*Exercise aim*. Using "UNAUTHORIZED" as the search string, find the matching lines below and copy them.

*Data to use*.
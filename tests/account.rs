mod common;
use axum::http::StatusCode;
use coursehub::web::middlewares::AUTH_TOKEN;
use serde_json::json;
use tower_cookies::cookie::SameSite;

use crate::common::{
    Action, Flow, IMPERSONATION_SECRET, PASSWORD, register_action, register_admin_action,
    setup_server, setup_test_db, signin_action, signin_admin_action,
};

#[tokio::test]
async fn route_register_test() {
    let pool = setup_test_db().await;
    let mut server = setup_server(&pool).await;

    Flow::new()
        .step(
            register_action("Foo Bar", "Foo@Example.com")
                .assert_cookie(AUTH_TOKEN, |cookie| {
                    assert_eq!(cookie.same_site(), Some(SameSite::Lax));
                    assert_eq!(cookie.path(), Some("/"));
                    assert_eq!(cookie.http_only(), Some(true));
                })
                .assert_body(|body| {
                    assert_eq!(body["email"], "foo@example.com");
                    assert_eq!(body["role"], "user");
                    assert!(body.get("password_hash").is_none());
                }),
        )
        // same email in another case
        .step(register_action("Foo", "FOO@example.com").with_expect(StatusCode::CONFLICT))
        .step(
            Action::new("short_password", "POST", "/api/v1/account/register")
                .with_body(json!({ "name": "Foo", "email": "bar@example.com", "password": "short" }))
                .with_expect(StatusCode::BAD_REQUEST)
                .assert_body(|body| assert_eq!(body["success"], false)),
        )
        .step(
            Action::new("bad_email", "POST", "/api/v1/account/register")
                .with_body(json!({ "name": "Foo", "email": "nope", "password": PASSWORD }))
                .with_expect(StatusCode::BAD_REQUEST),
        )
        .step(register_admin_action())
        .run(&mut server, pool)
        .await;
}

#[tokio::test]
async fn route_signin_test() {
    let pool = setup_test_db().await;
    let mut server = setup_server(&pool).await;

    Flow::new()
        .step(register_action("Signin", "signin@example.com").with_save_cookies(false))
        .step(
            signin_action("SIGNIN@example.com", PASSWORD)
                .with_clear_cookies(true)
                .assert_cookie(AUTH_TOKEN, |cookie| {
                    assert_eq!(cookie.http_only(), Some(true));
                })
                .assert_body(|body| assert_eq!(body["email"], "signin@example.com")),
        )
        .step(
            Action::new("me", "GET", "/api/v1/account/me").assert_body(|body| {
                assert_eq!(body["email"], "signin@example.com");
                assert!(body["impersonated_by"].is_null());
            }),
        )
        // wrong credentials
        .step(
            signin_action("signin@example.com", "wrong-password")
                .with_save_cookies(false)
                .with_clear_cookies(true)
                .with_expect(StatusCode::UNAUTHORIZED)
                .assert_body(|body| assert_eq!(body["status_code"], "401")),
        )
        // non-existing account
        .step(signin_action("nobody@example.com", PASSWORD).with_expect(StatusCode::UNAUTHORIZED))
        .step(Action::new("me_anonymous", "GET", "/api/v1/account/me").with_expect(StatusCode::UNAUTHORIZED))
        .run(&mut server, pool)
        .await;
}

#[tokio::test]
async fn route_signout_test() {
    let pool = setup_test_db().await;
    let mut server = setup_server(&pool).await;

    Flow::new()
        .step(register_action("Leaving", "leaving@example.com"))
        .step(Action::new("me", "GET", "/api/v1/account/me"))
        .step(Action::new("signout", "POST", "/api/v1/account/signout"))
        .step(Action::new("me_after", "GET", "/api/v1/account/me").with_expect(StatusCode::UNAUTHORIZED))
        .run(&mut server, pool)
        .await;
}

#[tokio::test]
async fn invalid_session_cookie_is_anonymous_test() {
    let pool = setup_test_db().await;
    let mut server = setup_server(&pool).await;

    // public routes keep working with a garbage token, protected ones answer 401
    server
        .get("/api/v1/catalog/courses")
        .add_cookie(tower_cookies::Cookie::new(AUTH_TOKEN, "garbage"))
        .await
        .assert_status(StatusCode::OK);

    server
        .get("/api/v1/account/me")
        .add_cookie(tower_cookies::Cookie::new(AUTH_TOKEN, "garbage"))
        .await
        .assert_status(StatusCode::UNAUTHORIZED);

    drop(pool);
}

#[tokio::test]
async fn route_account_update_test() {
    let pool = setup_test_db().await;
    let mut server = setup_server(&pool).await;

    Flow::new()
        .step(register_action("First", "first@example.com").with_save_as("first"))
        .step(
            register_action("Second", "second@example.com")
                .with_clear_cookies(true)
                .with_save_as("second"),
        )
        // second can't touch first
        .step(
            Action::new("update_other", "PUT", "")
                .with_dyn_path(|ctx| format!("/api/v1/account/{}", ctx.field("first", "id")))
                .with_body(json!({ "name": "Hacked", "email": "first@example.com" }))
                .with_expect(StatusCode::FORBIDDEN),
        )
        // nor take its email
        .step(
            Action::new("update_conflict", "PUT", "")
                .with_dyn_path(|ctx| format!("/api/v1/account/{}", ctx.field("second", "id")))
                .with_body(json!({ "name": "Second", "email": "first@example.com" }))
                .with_expect(StatusCode::CONFLICT),
        )
        .step(
            Action::new("update_self", "PUT", "")
                .with_dyn_path(|ctx| format!("/api/v1/account/{}", ctx.field("second", "id")))
                .with_body(json!({ "name": "Renamed", "email": "renamed@example.com" }))
                .assert_body(|body| {
                    assert_eq!(body["name"], "Renamed");
                    assert_eq!(body["email"], "renamed@example.com");
                    assert_eq!(body["role"], "user");
                }),
        )
        // password was kept
        .step(signin_action("renamed@example.com", PASSWORD).with_clear_cookies(true))
        // admin may edit anyone
        .step(register_admin_action())
        .step(
            Action::new("admin_update", "PUT", "")
                .with_dyn_path(|ctx| format!("/api/v1/account/{}", ctx.field("first", "id")))
                .with_body(json!({ "name": "Edited", "email": "first@example.com", "password": "new-password" }))
                .assert_body(|body| assert_eq!(body["name"], "Edited")),
        )
        .step(signin_action("first@example.com", "new-password").with_clear_cookies(true))
        .run(&mut server, pool)
        .await;
}

#[tokio::test]
async fn route_account_delete_test() {
    let pool = setup_test_db().await;
    let mut server = setup_server(&pool).await;

    Flow::new()
        .step(register_action("Gone", "gone@example.com").with_save_as("gone"))
        .step(
            Action::new("delete_self", "DELETE", "")
                .with_dyn_path(|ctx| format!("/api/v1/account/{}", ctx.field("gone", "id"))),
        )
        .step(Action::new("me_after", "GET", "/api/v1/account/me").with_expect(StatusCode::UNAUTHORIZED))
        .step(signin_action("gone@example.com", PASSWORD).with_expect(StatusCode::UNAUTHORIZED))
        .run(&mut server, pool)
        .await;
}

#[tokio::test]
async fn route_access_rules_test() {
    let pool = setup_test_db().await;
    let mut server = setup_server(&pool).await;

    Flow::new()
        .step(
            Action::new("admin_anonymous", "GET", "/api/v1/admin/users")
                .with_expect(StatusCode::UNAUTHORIZED),
        )
        .step(Action::new("dashboard_anonymous", "GET", "/api/v1/dashboard").with_expect(StatusCode::UNAUTHORIZED))
        .step(register_action("Learner", "learner@example.com"))
        .step(Action::new("admin_learner", "GET", "/api/v1/admin/users").with_expect(StatusCode::FORBIDDEN))
        .step(register_admin_action())
        .step(
            Action::new("admin_users", "GET", "/api/v1/admin/users")
                .with_param("limit", "1")
                .assert_body(|body| {
                    assert_eq!(body["total"], 2);
                    assert_eq!(body["limit"], 1);
                    assert_eq!(body["items"].as_array().unwrap().len(), 1);
                }),
        )
        .run(&mut server, pool)
        .await;
}

#[tokio::test]
async fn route_role_update_test() {
    let pool = setup_test_db().await;
    let mut server = setup_server(&pool).await;

    Flow::new()
        .step(register_action("Promoted", "promoted@example.com").with_save_as("promoted"))
        .step(register_admin_action())
        .step(
            Action::new("promote", "PUT", "")
                .with_dyn_path(|ctx| format!("/api/v1/admin/users/{}/role", ctx.field("promoted", "id")))
                .with_body(json!({ "role": "admin" }))
                .assert_body(|body| assert_eq!(body["role"], "admin")),
        )
        // role is read on every request, no new session needed
        .step(signin_action("promoted@example.com", PASSWORD).with_clear_cookies(true))
        .step(Action::new("admin_users", "GET", "/api/v1/admin/users"))
        .run(&mut server, pool)
        .await;
}

#[tokio::test]
async fn route_impersonation_test() {
    let pool = setup_test_db().await;
    let mut server = setup_server(&pool).await;

    Flow::new()
        .step(register_action("Target", "target@example.com").with_save_as("target"))
        // learners can't impersonate
        .step(
            Action::new("impersonate_learner", "POST", "/api/v1/admin/impersonate")
                .with_body(json!({ "email": "target@example.com", "secret": IMPERSONATION_SECRET }))
                .with_expect(StatusCode::FORBIDDEN),
        )
        .step(register_admin_action().with_save_as("admin"))
        .step(
            Action::new("impersonate_wrong_secret", "POST", "/api/v1/admin/impersonate")
                .with_body(json!({ "email": "target@example.com", "secret": "guess" }))
                .with_expect(StatusCode::FORBIDDEN),
        )
        .step(
            Action::new("impersonate_missing", "POST", "/api/v1/admin/impersonate")
                .with_body(json!({ "email": "nobody@example.com", "secret": IMPERSONATION_SECRET }))
                .with_expect(StatusCode::NOT_FOUND),
        )
        .step(
            Action::new("stop_not_impersonating", "POST", "/api/v1/account/impersonate/stop")
                .with_expect(StatusCode::BAD_REQUEST),
        )
        .step(
            Action::new("impersonate", "POST", "/api/v1/admin/impersonate")
                .with_body(json!({ "email": "Target@example.com", "secret": IMPERSONATION_SECRET }))
                .assert_with_ctx(|ctx, body| {
                    assert_eq!(body["email"], "target@example.com");
                    assert_eq!(body["impersonated_by"].as_str().unwrap(), ctx.field("admin", "id"));
                }),
        )
        .step(
            Action::new("me_impersonated", "GET", "/api/v1/account/me").assert_with_ctx(|ctx, body| {
                assert_eq!(body["id"].as_str().unwrap(), ctx.field("target", "id"));
                assert_eq!(body["impersonated_by"].as_str().unwrap(), ctx.field("admin", "id"));
            }),
        )
        // the impersonated session has the target's role
        .step(Action::new("admin_while_impersonating", "GET", "/api/v1/admin/users").with_expect(StatusCode::FORBIDDEN))
        .step(
            Action::new("stop", "POST", "/api/v1/account/impersonate/stop")
                .assert_body(|body| assert_eq!(body["email"], "admin@example.com")),
        )
        .step(
            Action::new("me_restored", "GET", "/api/v1/account/me").assert_body(|body| {
                assert_eq!(body["role"], "admin");
                assert!(body["impersonated_by"].is_null());
            }),
        )
        .step(signin_admin_action())
        .run(&mut server, pool)
        .await;
}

*Task response*.
                .with_expect(StatusCode::UNAUTHORIZED)
        .step(signin_action("nobody@example.com", PASSWORD).with_expect(StatusCode::UNAUTHORIZED))
        .step(Action::new("me_anonymous", "GET", "/api/v1/account/me").with_expect(StatusCode::UNAUTHORIZED))
        .step(Action::new("me_after", "GET", "/api/v1/account/me").with_expect(StatusCode::UNAUTHORIZED))
        .assert_status(StatusCode::UNAUTHORIZED);
        .step(Action::new("me_after", "GET", "/api/v1/account/me").with_expect(StatusCode::UNAUTHORIZED))
        .step(signin_action("gone@example.com", PASSWORD).with_expect(StatusCode::UNAUTHORIZED))
                .with_expect(StatusCode::UNAUTHORIZED),
        .step(Action::new("dashboard_anonymous", "GET", "/api/v1/dashboard").with_expect(StatusCode::UNAUTHORIZED))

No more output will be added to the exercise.